Sein Zusammenbruch war wohl die Folge seiner Isolierung, seiner Frustration und seines Alkoholismus. Damals machten viele Leute aber auch Bemerkungen wie „Er ist intelligenter, als es ihm guttut“ oder „Er denkt zu viel“. Damit meinten sie, dass er aufgrund seines vielen Grübelns und seiner Intelligenz der Wirklichkeit zu nahe gekommen wäre und furchtbare Wahrheiten erblickt hätte, die Menschen besser niemals sehen sollten. Folglich ertrug er die Welt nicht mehr und konnte auch kein normales Leben mehr führen.

In unserer Kultur ist es weit verbreitet, das „Denken“ zu tabuisieren. Es gilt als gefährlich, zu „tiefgründig“ zu sein, die eigene Lage zu analysieren oder die Werte zu hinterfragen, nach denen man lebt. Man glaubt, je intelligenter und nachdenklicher jemand sei, desto anfälliger sei er für Depressionen oder sogar für Selbstmord. Das ist eng mit der Furcht vor dem Tod verknüpft – es gibt den Glauben, dass wir, sobald wir anfangen darüber nachzudenken, dass wir eines Tages sterben müssen oder noch heute sterben könnten, augenblicklich depressiv würden und nicht mehr wüssten, warum wir überhaupt noch etwas tun sollten. Das dient den Menschen als Rechtfertigung dafür, ihre freie Zeit mit Aktivitäten und Ablenkungen vollzustopfen – so müssen sie nicht über ihr schreckliches Schicksal nachdenken.

Es stimmt tatsächlich, dass die Wirklichkeit aus dem Blickwinkel unseres normalen Seinszustands düster aussieht. Durch die Linse der Humanie betrachtet, erscheint die Welt als gleichgültiger und unbeseelter Ort, unser Leben scheint bedeutungslos. Wir werden nur zufällig geboren, wandern ein paar Jahrzehnte auf der Welt herum, versuchen, unsere Bedürfnisse zu decken, während unsere Körper allmählich verfallen, bis sie so hinfällig sind, dass sie ihre Arbeit einstellen. Dann vergehen wir, ohne eine Spur hinterlassen zu haben, so, als hätte es uns nie gegeben. (Natürlich glaube ich nicht, dass dies wirklich unser Schicksal ist, sondern ein falsches Bild, das von unserer Psyche erschaffen wird.
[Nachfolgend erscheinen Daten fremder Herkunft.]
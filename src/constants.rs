// src/constants.rs

use plotters::style::colors::full_palette::{ORANGE, TEAL};
use plotters::style::RGBColor;

// Figure dimensions per operation, in pixels. These reproduce the original
// per-call figure sizes (inches at 100 px/in); the frequency-response figure
// keeps the backend default.
pub const FIG_DECOMPOSITION: (u32, u32) = (1500, 2500);
pub const FIG_SINGLE: (u32, u32) = (1000, 500);
pub const FIG_TRIPTYCH: (u32, u32) = (2500, 1000);
pub const FIG_FREQUENCY_RESPONSE: (u32, u32) = (640, 480);

// Fixed vertical padding applied above and below the signal extrema.
pub const Y_RANGE_PAD: f64 = 1.0;

// Font sizes.
pub const FONT_SIZE_CHART_TITLE: i32 = 20;
pub const FONT_SIZE_AXIS_LABEL: i32 = 12;
pub const FONT_SIZE_LEGEND: i32 = 12;
pub const FONT_SIZE_MESSAGE: i32 = 16;

// Stroke widths for lines.
pub const LINE_WIDTH_PLOT: u32 = 1;
pub const LINE_WIDTH_LEGEND: u32 = 2;

// Marker radius for stem heads.
pub const STEM_MARKER_RADIUS: i32 = 3;

// --- Plot Color Assignments ---
pub const COLOR_SIGNAL_MAIN: RGBColor = RGBColor(31, 119, 180);
pub const COLOR_GAIN_CURVE: &RGBColor = &TEAL;
pub const COLOR_TRIPTYCH_ACCENT: &RGBColor = &ORANGE;

// --- Default titles and axis labels ---
pub const DEFAULT_SIGNAL_TITLE: &str = "Signal";
pub const DEFAULT_FREQUENCY_TITLE: &str = "Frequency Response of Filter";
pub const DEFAULT_TRIPTYCH_TITLES: [&str; 3] = ["x1", "x2", "x3"];
pub const DEFAULT_TRIPTYCH_LABELS: [&str; 3] = ["sample", "sample", "sample"];
pub const FREQUENCY_X_LABEL: &str = "Normalized frequency";
pub const FREQUENCY_Y_LABEL: &str = "Gain [dB]";

// Layout paddings for the triptych figure, in pixels.
pub const TRIPTYCH_OUTER_MARGIN: u32 = 10;
pub const TRIPTYCH_PANEL_GAP: u32 = 30;

// src/constants.rs
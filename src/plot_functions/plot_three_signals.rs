// src/plot_functions/plot_three_signals.rs

use log::info;
use ndarray::ArrayView1;
use plotters::backend::BitMapBackend;
use plotters::coord::Shift;
use plotters::drawing::{DrawingArea, IntoDrawingArea};
use plotters::style::colors::WHITE;
use plotters::style::RGBColor;
use std::error::Error;

use crate::constants::{
    COLOR_SIGNAL_MAIN, COLOR_TRIPTYCH_ACCENT, TRIPTYCH_OUTER_MARGIN, TRIPTYCH_PANEL_GAP,
};
use crate::plot_framework::{
    calculate_range, draw_signal_panel, finite_min_max, PlotStyle, RenderContext,
};

/// Renders three independent signals in one figure: two panels side by side
/// on top (`x1`, `x2`) and one wide panel spanning both columns on the
/// bottom (`x3`).
///
/// Titles and x-axis labels are matched positionally; pass
/// [`crate::constants::DEFAULT_TRIPTYCH_TITLES`] /
/// [`crate::constants::DEFAULT_TRIPTYCH_LABELS`] for the stock values. Each
/// panel autoscales its own vertical range. This call finalizes the figure.
pub fn plot_three_signals(
    ctx: &RenderContext,
    output_path: &str,
    x1: ArrayView1<f64>,
    x2: ArrayView1<f64>,
    x3: ArrayView1<f64>,
    titles: &[&str; 3],
    labels: &[&str; 3],
) -> Result<(), Box<dyn Error>> {
    let root_area = BitMapBackend::new(output_path, ctx.dimensions()).into_drawing_area();
    root_area.fill(&WHITE)?;

    let padded = root_area.margin(
        TRIPTYCH_OUTER_MARGIN,
        TRIPTYCH_OUTER_MARGIN,
        TRIPTYCH_OUTER_MARGIN,
        TRIPTYCH_OUTER_MARGIN,
    );
    let (_, inner_height) = padded.dim_in_pixel();
    let (top_area, bottom_area) = padded.split_vertically(inner_height / 2);
    let top_panels = top_area.split_evenly((1, 2));

    let draw_line_panel = |area: &DrawingArea<BitMapBackend, Shift>,
                           signal: ArrayView1<f64>,
                           title: &str,
                           x_label: &str,
                           color: RGBColor|
     -> Result<(), Box<dyn Error>> {
        let samples = signal.to_vec();
        let (sig_min, sig_max) =
            finite_min_max(samples.iter().copied()).ok_or("signal has no finite samples")?;
        let (y_min, y_max) = calculate_range(sig_min, sig_max);
        // Inner gap keeps the panel labels from running into each other.
        let panel = area.margin(
            TRIPTYCH_PANEL_GAP,
            TRIPTYCH_PANEL_GAP,
            TRIPTYCH_PANEL_GAP,
            TRIPTYCH_PANEL_GAP,
        );
        draw_signal_panel(
            &panel,
            title,
            Some(x_label),
            &samples,
            y_min..y_max,
            Some(PlotStyle::Line),
            color,
        )
    };

    draw_line_panel(&top_panels[0], x1, titles[0], labels[0], COLOR_SIGNAL_MAIN)?;
    draw_line_panel(&top_panels[1], x2, titles[1], labels[1], COLOR_SIGNAL_MAIN)?;
    draw_line_panel(&bottom_area, x3, titles[2], labels[2], *COLOR_TRIPTYCH_ACCENT)?;

    root_area.present()?;
    info!("three-signal plot saved as '{output_path}'");
    Ok(())
}

// src/plot_functions/plot_three_signals.rs
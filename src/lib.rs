// src/lib.rs - Library interface for internal module access

pub mod constants;
pub mod plot_framework;
pub mod plot_functions;

pub use plot_framework::{PanelOutcome, PlotStyle, RenderContext};
pub use plot_functions::plot_frequency_response::plot_frequency_response;
pub use plot_functions::plot_multiple::plot_multiple;
pub use plot_functions::plot_single::plot_single;
pub use plot_functions::plot_three_signals::plot_three_signals;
Wie ich später noch ausführen werde, bin ich der Überzeugung, dass unser Schicksal viel wohlwollender ist.)

Gleichzeitig denken aber die meisten Menschen nicht wirklich über diese „Wahrheit“ nach, wenn ihr Geist nicht beschäftigt ist. Die meisten Menschen leben allerdings viel zu sehr in ihrem eigenen geistigen Mikrokosmos. Menschen, die „zu viel denken“, haben nicht deshalb Probleme, weil sie die schreckliche Wahrheit über das Leben herausgefunden hätten, sondern weil sie durch das Denken auf zu viel psychische Zerrissenheit stoßen. Wir benötigen die Zerstreuung weniger, um der Betrachtung unserer Wirklichkeit auszuweichen (wie Pascal glaubte), sondern weil wir die innere Zerrissenheit nicht erfahren wollen. Nicht die Wirklichkeit ist das Problem, unser Geist ist es. Nicht da draußen lauern Ungeheuer – sondern in uns selbst.